**Task to complete**
Will you return, word for word, only the lines from the top of the data below down to and including the one with "the hosting service's"?

**Records to process**
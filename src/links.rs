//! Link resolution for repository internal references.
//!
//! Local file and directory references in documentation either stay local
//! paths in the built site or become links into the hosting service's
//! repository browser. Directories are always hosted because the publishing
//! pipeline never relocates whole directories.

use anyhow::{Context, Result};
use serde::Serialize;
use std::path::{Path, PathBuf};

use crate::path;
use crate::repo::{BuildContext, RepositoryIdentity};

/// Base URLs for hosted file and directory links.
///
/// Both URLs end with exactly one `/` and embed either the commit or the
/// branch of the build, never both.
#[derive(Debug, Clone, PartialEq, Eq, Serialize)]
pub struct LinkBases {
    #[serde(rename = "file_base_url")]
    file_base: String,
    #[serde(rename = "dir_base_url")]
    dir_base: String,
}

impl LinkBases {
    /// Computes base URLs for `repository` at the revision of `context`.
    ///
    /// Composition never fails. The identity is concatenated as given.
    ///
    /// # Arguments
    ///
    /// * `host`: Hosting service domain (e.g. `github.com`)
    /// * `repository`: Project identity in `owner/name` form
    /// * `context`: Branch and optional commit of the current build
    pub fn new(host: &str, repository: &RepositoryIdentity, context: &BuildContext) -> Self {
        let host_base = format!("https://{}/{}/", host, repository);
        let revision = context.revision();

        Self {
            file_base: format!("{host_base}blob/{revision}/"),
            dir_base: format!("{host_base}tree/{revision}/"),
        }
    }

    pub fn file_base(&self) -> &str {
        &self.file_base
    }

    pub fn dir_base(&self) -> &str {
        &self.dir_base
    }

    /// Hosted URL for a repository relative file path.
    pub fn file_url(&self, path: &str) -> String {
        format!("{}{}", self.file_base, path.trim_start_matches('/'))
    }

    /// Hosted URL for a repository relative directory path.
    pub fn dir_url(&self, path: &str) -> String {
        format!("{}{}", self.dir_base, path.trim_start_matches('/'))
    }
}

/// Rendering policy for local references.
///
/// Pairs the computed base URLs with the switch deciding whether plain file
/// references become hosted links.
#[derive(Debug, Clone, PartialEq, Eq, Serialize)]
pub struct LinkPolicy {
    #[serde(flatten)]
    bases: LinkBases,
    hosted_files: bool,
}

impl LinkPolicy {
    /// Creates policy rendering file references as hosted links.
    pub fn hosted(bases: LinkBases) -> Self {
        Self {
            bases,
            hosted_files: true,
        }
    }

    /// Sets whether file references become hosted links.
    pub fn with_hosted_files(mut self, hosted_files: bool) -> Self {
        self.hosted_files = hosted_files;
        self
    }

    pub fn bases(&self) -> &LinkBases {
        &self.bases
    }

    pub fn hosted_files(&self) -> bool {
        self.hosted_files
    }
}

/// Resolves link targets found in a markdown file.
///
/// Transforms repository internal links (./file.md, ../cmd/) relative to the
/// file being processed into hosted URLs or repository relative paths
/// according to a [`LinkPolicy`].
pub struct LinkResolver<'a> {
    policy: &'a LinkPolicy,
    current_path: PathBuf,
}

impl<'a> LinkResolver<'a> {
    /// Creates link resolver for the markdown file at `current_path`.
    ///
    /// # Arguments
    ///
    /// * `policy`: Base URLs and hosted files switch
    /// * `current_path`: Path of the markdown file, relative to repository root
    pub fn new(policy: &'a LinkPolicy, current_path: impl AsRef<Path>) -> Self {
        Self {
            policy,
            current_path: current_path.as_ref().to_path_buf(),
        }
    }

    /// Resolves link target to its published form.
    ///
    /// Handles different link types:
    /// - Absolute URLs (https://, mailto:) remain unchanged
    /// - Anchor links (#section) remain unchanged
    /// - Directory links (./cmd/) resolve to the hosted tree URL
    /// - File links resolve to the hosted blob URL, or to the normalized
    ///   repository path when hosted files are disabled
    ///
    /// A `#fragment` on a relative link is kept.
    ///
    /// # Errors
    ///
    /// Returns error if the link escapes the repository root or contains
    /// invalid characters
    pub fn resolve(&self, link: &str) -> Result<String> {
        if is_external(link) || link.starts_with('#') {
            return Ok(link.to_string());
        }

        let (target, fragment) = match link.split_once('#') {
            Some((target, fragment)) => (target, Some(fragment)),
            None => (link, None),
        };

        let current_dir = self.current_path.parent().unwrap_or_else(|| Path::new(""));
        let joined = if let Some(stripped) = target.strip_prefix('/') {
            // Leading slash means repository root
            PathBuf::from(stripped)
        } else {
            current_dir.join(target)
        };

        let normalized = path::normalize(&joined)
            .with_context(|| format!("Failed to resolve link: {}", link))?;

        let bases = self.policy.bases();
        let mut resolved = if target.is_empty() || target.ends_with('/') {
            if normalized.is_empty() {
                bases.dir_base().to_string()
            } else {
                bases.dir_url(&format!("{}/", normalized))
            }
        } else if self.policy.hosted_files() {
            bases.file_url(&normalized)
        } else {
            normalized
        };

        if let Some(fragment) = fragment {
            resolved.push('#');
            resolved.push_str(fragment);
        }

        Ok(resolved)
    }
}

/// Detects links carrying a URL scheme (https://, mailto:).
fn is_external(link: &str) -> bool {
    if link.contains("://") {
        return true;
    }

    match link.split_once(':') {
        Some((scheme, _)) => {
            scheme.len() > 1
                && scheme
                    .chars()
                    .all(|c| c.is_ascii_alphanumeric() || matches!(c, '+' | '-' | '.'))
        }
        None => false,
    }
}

**Result of the task**
filename src/links.rs
//! Link resolution for repository internal references.
//!
//! Local file and directory references in documentation either stay local
//! paths in the built site or become links into the hosting service's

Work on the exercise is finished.